TASK DESCRIPTION
In the listing below, which lines contain the string "sent"? Copy them all.

ENTRIES PROVIDED
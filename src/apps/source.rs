//! Transmission task.
//!
//! Logicals hand their output frames to this task. A frame goes straight to
//! the bus's transmit buffer when there is room and nothing is waiting for the
//! same key; otherwise it waits in the software buffer until the task runs
//! and drains what fits.

use embassy_time::Duration;
use std::collections::BTreeMap;

use crate::buffers::{FlowControlledQueue, Submission};
use crate::error::SimError;
use crate::kernel::task::{Schedulable, TaskCore};
use crate::kernel::task_state::TaskState;
use crate::simulation::engine::{Component, ComponentId, Context, TimerSlot};
use crate::simulation::observer::ObserverHandle;
use crate::simulation::types::{BusId, Frame, FrameKey, Message, TimerKind};

use super::TaskParams;

pub struct SourceApp {
    core: TaskCore,
    priority: i64,
    period: Duration,
    queue: FlowControlledQueue<Frame>,
    hardware: BTreeMap<BusId, ComponentId>,
    rewake: TimerSlot,
    forwarded: u64,
}

impl SourceApp {
    pub fn new(name: &str, scheduler: ComponentId, params: TaskParams, observer: ObserverHandle) -> Self {
        SourceApp {
            core: TaskCore::new(name, scheduler, params.execution_time),
            priority: params.priority,
            period: params.period,
            queue: FlowControlledQueue::new(name, observer),
            hardware: BTreeMap::new(),
            rewake: TimerSlot::new(TimerKind::Rewake),
            forwarded: 0,
        }
    }

    /// Connect the transmit buffer `endpoint` of `bus`, which holds at most
    /// `capacity` frames.
    pub fn add_bus(&mut self, bus: BusId, capacity: usize, endpoint: ComponentId) -> Result<(), SimError> {
        self.queue.add_stage(bus.clone(), capacity)?;
        self.hardware.insert(bus, endpoint);
        Ok(())
    }

    /// Declare that frames with `key` are transmitted by this task.
    pub fn register_transmission(&mut self, key: FrameKey) -> Result<(), SimError> {
        log::debug!("{} transmits {}", self.core.name(), key);
        self.queue.register_output(key)
    }

    pub fn queue(&self) -> &FlowControlledQueue<Frame> {
        &self.queue
    }

    pub fn state(&self) -> TaskState {
        self.core.state()
    }

    /// Frames handed to transmit buffers so far.
    pub fn forwarded(&self) -> u64 {
        self.forwarded
    }

    fn forward(&mut self, key: &FrameKey, frame: Frame, ctx: &mut Context<'_>) -> Result<(), SimError> {
        let Some(endpoint) = self.hardware.get(&key.bus) else {
            return Err(SimError::UnknownBus {
                component: self.core.name().to_string(),
                bus: key.bus.clone(),
            });
        };
        log::debug!("{} forwarding {} #{}", self.core.name(), key, frame.sequence);
        ctx.send(*endpoint, Message::Frame(frame));
        self.forwarded += 1;
        Ok(())
    }

    fn wake(&mut self, ctx: &mut Context<'_>) -> Result<(), SimError> {
        self.rewake.disarm(ctx);
        self.core.request_ready(ctx)
    }

    fn on_frame(&mut self, frame: Frame, ctx: &mut Context<'_>) -> Result<(), SimError> {
        let key = frame.key.clone();
        match self.queue.submit(&key, frame)? {
            Submission::Forward(frame) => self.forward(&key, frame, ctx),
            Submission::Buffered | Submission::Replaced => {
                if self.core.state() == TaskState::Blocked {
                    self.wake(ctx)?;
                }
                Ok(())
            }
        }
    }

    fn on_occupancy(&mut self, bus: BusId, length: usize, accepted: u64, ctx: &mut Context<'_>) -> Result<(), SimError> {
        let room = self.queue.update_occupancy(&bus, length, accepted)?;
        if room && self.core.state() == TaskState::Blocked {
            log::debug!("{} woken by free space on {}", self.core.name(), bus);
            self.wake(ctx)?;
        }
        Ok(())
    }

    fn on_execution_finished(&mut self, ctx: &mut Context<'_>) -> Result<(), SimError> {
        for (key, frame) in self.queue.drain() {
            self.forward(&key, frame, ctx)?;
        }
        self.core.block(ctx)?;
        if self.queue.pending() > 0 {
            self.rewake.arm(ctx, self.period);
        }
        Ok(())
    }

    /// Every other way out of Blocked disarms the rewake, so it always finds
    /// the task waiting.
    fn on_rewake(&mut self, ctx: &mut Context<'_>) -> Result<(), SimError> {
        if self.core.state() != TaskState::Blocked {
            return Err(SimError::protocol(
                self.core.name(),
                format!("rewake while {:?}", self.core.state()),
            ));
        }
        self.core.request_ready(ctx)
    }
}

impl Schedulable for SourceApp {
    fn priority(&self) -> i64 {
        self.priority
    }

    fn period(&self) -> Duration {
        self.period
    }

    fn on_scheduler_event(&mut self, state: TaskState, ctx: &mut Context<'_>) -> Result<(), SimError> {
        self.core.on_scheduler_event(state, ctx).map(|_| ())
    }
}

impl Component for SourceApp {
    fn name(&self) -> &str {
        self.core.name()
    }

    fn handle(&mut self, from: Option<ComponentId>, message: Message, ctx: &mut Context<'_>) -> Result<(), SimError> {
        match message {
            Message::Frame(frame) => self.on_frame(frame, ctx),
            Message::Occupancy { bus, length, accepted } => self.on_occupancy(bus, length, accepted, ctx),
            Message::Scheduler(state) if from == Some(self.core.scheduler()) => self.on_scheduler_event(state, ctx),
            Message::Timer(timer, TimerKind::ExecutionFinished) => {
                if self.core.execution_finished(timer)? {
                    self.on_execution_finished(ctx)?;
                }
                Ok(())
            }
            Message::Timer(timer, TimerKind::Rewake) if self.rewake.fired(timer) => self.on_rewake(ctx),
            other => Err(SimError::protocol(self.core.name(), format!("unexpected message {:?}", other))),
        }
    }

    fn as_task(&self) -> Option<&dyn Schedulable> {
        Some(self)
    }
}

#[cfg(test)]
mod tests {
    use super::*;
    use crate::simulation::engine::Effect;
    use crate::simulation::observer::Recorder;
    use embassy_time::Instant;

    const SCHEDULER: ComponentId = ComponentId(0);
    const HARDWARE: ComponentId = ComponentId(9);

    fn source(recorder: &Recorder, capacity: usize) -> SourceApp {
        let params = TaskParams {
            priority: 4,
            period: Duration::from_micros(2_000),
            execution_time: Duration::from_micros(20),
        };
        let mut source = SourceApp::new("source", SCHEDULER, params, recorder.handle());
        source.add_bus(BusId::new("B1"), capacity, HARDWARE).unwrap();
        for id in [1, 2] {
            source.register_transmission(FrameKey::new("B1", id)).unwrap();
        }
        source
    }

    fn frame(id: u32, sequence: u64) -> Message {
        Message::Frame(Frame::new(FrameKey::new("B1", id), sequence, Instant::from_ticks(0)))
    }

    fn occupancy(length: usize, accepted: u64) -> Message {
        Message::Occupancy {
            bus: BusId::new("B1"),
            length,
            accepted,
        }
    }

    fn to_hardware(ctx: &Context<'_>) -> Vec<u64> {
        ctx.sent()
            .into_iter()
            .filter_map(|(to, m)| match (to, m) {
                (HARDWARE, Message::Frame(f)) => Some(f.sequence),
                _ => None,
            })
            .collect()
    }

    #[test]
    fn forwards_directly_until_the_hardware_is_full() {
        let recorder = Recorder::new();
        let mut source = source(&recorder, 1);
        let mut counter = 0;
        let mut ctx = Context::new(ComponentId(1), Instant::from_ticks(0), &mut counter, &[]);
        source.handle(None, frame(1, 1), &mut ctx).unwrap();
        source.handle(None, frame(2, 2), &mut ctx).unwrap();
        assert_eq!(to_hardware(&ctx), vec![1]);
        assert!(ctx.sent().contains(&(SCHEDULER, &Message::Scheduler(TaskState::Ready))));
        assert_eq!(source.state(), TaskState::Ready);
        assert_eq!(source.queue().pending(), 1);
    }

    #[test]
    fn free_space_wakes_a_blocked_task_with_pending_frames() {
        let recorder = Recorder::new();
        let mut source = source(&recorder, 1);
        let mut counter = 0;

        // Fill the hardware, buffer one frame, run once without room to drain.
        let timer = {
            let mut ctx = Context::new(ComponentId(1), Instant::from_ticks(0), &mut counter, &[]);
            source.handle(None, frame(1, 1), &mut ctx).unwrap();
            source.handle(None, frame(2, 2), &mut ctx).unwrap();
            source.handle(Some(SCHEDULER), Message::Scheduler(TaskState::Running), &mut ctx).unwrap();
            match ctx.into_effects().pop() {
                Some(Effect::Schedule { timer, .. }) => timer,
                other => panic!("expected an execution timer, got {:?}", other),
            }
        };
        {
            let mut ctx = Context::new(ComponentId(1), Instant::from_micros(20), &mut counter, &[]);
            source.handle(None, Message::Timer(timer, TimerKind::ExecutionFinished), &mut ctx).unwrap();
            assert!(to_hardware(&ctx).is_empty());
            assert_eq!(source.state(), TaskState::Blocked);
            let rewake_at: Vec<Instant> = ctx
                .effects()
                .iter()
                .filter_map(|e| match e {
                    Effect::Schedule {
                        at,
                        kind: TimerKind::Rewake,
                        ..
                    } => Some(*at),
                    _ => None,
                })
                .collect();
            assert_eq!(rewake_at, vec![Instant::from_micros(2_020)]);
        }

        // A report that still shows a full buffer changes nothing.
        let mut ctx = Context::new(ComponentId(1), Instant::from_micros(30), &mut counter, &[]);
        source.handle(None, occupancy(1, 1), &mut ctx).unwrap();
        assert!(ctx.sent().is_empty());
        source.handle(None, occupancy(0, 1), &mut ctx).unwrap();
        assert_eq!(ctx.sent(), vec![(SCHEDULER, &Message::Scheduler(TaskState::Ready))]);
        // The pending rewake is no longer needed.
        assert!(ctx.effects().iter().any(|e| matches!(e, Effect::Cancel(_))));
    }

    #[test]
    fn completion_drains_what_fits_in_key_order() {
        let recorder = Recorder::new();
        let mut source = source(&recorder, 2);
        let mut counter = 0;
        let timer = {
            let mut ctx = Context::new(ComponentId(1), Instant::from_ticks(0), &mut counter, &[]);
            source.handle(None, frame(1, 1), &mut ctx).unwrap();
            source.handle(None, frame(2, 2), &mut ctx).unwrap();
            source.handle(None, frame(2, 3), &mut ctx).unwrap();
            source.handle(None, frame(1, 4), &mut ctx).unwrap();
            source.handle(None, frame(1, 5), &mut ctx).unwrap();
            assert_eq!(to_hardware(&ctx), vec![1, 2]);
            source.handle(None, occupancy(0, 2), &mut ctx).unwrap();
            source.handle(Some(SCHEDULER), Message::Scheduler(TaskState::Running), &mut ctx).unwrap();
            match ctx.into_effects().pop() {
                Some(Effect::Schedule { timer, .. }) => timer,
                other => panic!("expected an execution timer, got {:?}", other),
            }
        };
        assert_eq!(recorder.counters(&FrameKey::new("B1", 1)).overruns, 1);

        let mut ctx = Context::new(ComponentId(1), Instant::from_micros(20), &mut counter, &[]);
        source.handle(None, Message::Timer(timer, TimerKind::ExecutionFinished), &mut ctx).unwrap();
        assert_eq!(to_hardware(&ctx), vec![5, 3]);
        assert_eq!(source.queue().pending(), 0);
        assert_eq!(source.forwarded(), 4);
        assert!(!ctx.effects().iter().any(|e| matches!(e, Effect::Schedule { kind: TimerKind::Rewake, .. })));
    }

    #[test]
    fn unregistered_output_is_fatal() {
        let recorder = Recorder::new();
        let mut source = source(&recorder, 1);
        let mut counter = 0;
        let mut ctx = Context::new(ComponentId(1), Instant::from_ticks(0), &mut counter, &[]);
        assert!(matches!(
            source.handle(None, frame(3, 1), &mut ctx),
            Err(SimError::UnregisteredFrame { .. })
        ));
        assert!(matches!(
            source.register_transmission(FrameKey::new("B7", 1)),
            Err(SimError::UnknownBus { .. })
        ));
    }

    #[test]
    fn rewake_requests_ready_and_only_fires_on_a_waiting_task() {
        let recorder = Recorder::new();
        let mut source = source(&recorder, 1);
        let mut counter = 0;
        let finish = |source: &mut SourceApp, counter: &mut u64, at: u64| {
            let timer = {
                let mut ctx = Context::new(ComponentId(1), Instant::from_micros(at), counter, &[]);
                source.handle(Some(SCHEDULER), Message::Scheduler(TaskState::Running), &mut ctx).unwrap();
                match ctx.into_effects().pop() {
                    Some(Effect::Schedule { timer, .. }) => timer,
                    other => panic!("expected an execution timer, got {:?}", other),
                }
            };
            let mut ctx = Context::new(ComponentId(1), Instant::from_micros(at + 20), counter, &[]);
            source.handle(None, Message::Timer(timer, TimerKind::ExecutionFinished), &mut ctx).unwrap();
            ctx.effects()
                .iter()
                .find_map(|e| match e {
                    Effect::Schedule {
                        timer,
                        kind: TimerKind::Rewake,
                        ..
                    } => Some(*timer),
                    _ => None,
                })
                .unwrap()
        };

        {
            let mut ctx = Context::new(ComponentId(1), Instant::from_ticks(0), &mut counter, &[]);
            source.handle(None, frame(1, 1), &mut ctx).unwrap();
            source.handle(None, frame(2, 2), &mut ctx).unwrap();
        }
        let rewake = finish(&mut source, &mut counter, 0);
        {
            let mut ctx = Context::new(ComponentId(1), Instant::from_micros(2_020), &mut counter, &[]);
            source.handle(None, Message::Timer(rewake, TimerKind::Rewake), &mut ctx).unwrap();
            assert_eq!(ctx.sent(), vec![(SCHEDULER, &Message::Scheduler(TaskState::Ready))]);
        }

        // Still no room: the next rewake is armed again. Leaving Blocked
        // behind the timer's back is a coordination bug.
        let rewake = finish(&mut source, &mut counter, 2_100);
        let mut ctx = Context::new(ComponentId(1), Instant::from_micros(2_200), &mut counter, &[]);
        source.core.request_ready(&mut ctx).unwrap();
        let err = source.handle(None, Message::Timer(rewake, TimerKind::Rewake), &mut ctx).unwrap_err();
        assert!(matches!(err, SimError::ProtocolViolation { .. }));
        assert!(recorder.activation_overruns().is_empty());
    }
}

ANSWER BOX
        ctx.sent()
        assert!(ctx.sent().contains(&(SCHEDULER, &Message::Scheduler(TaskState::Ready))));
        assert!(ctx.sent().is_empty());
        assert_eq!(ctx.sent(), vec![(SCHEDULER, &Message::Scheduler(TaskState::Ready))]);
            assert_eq!(ctx.sent(), vec![(SCHEDULER, &Message::Scheduler(TaskState::Ready))]);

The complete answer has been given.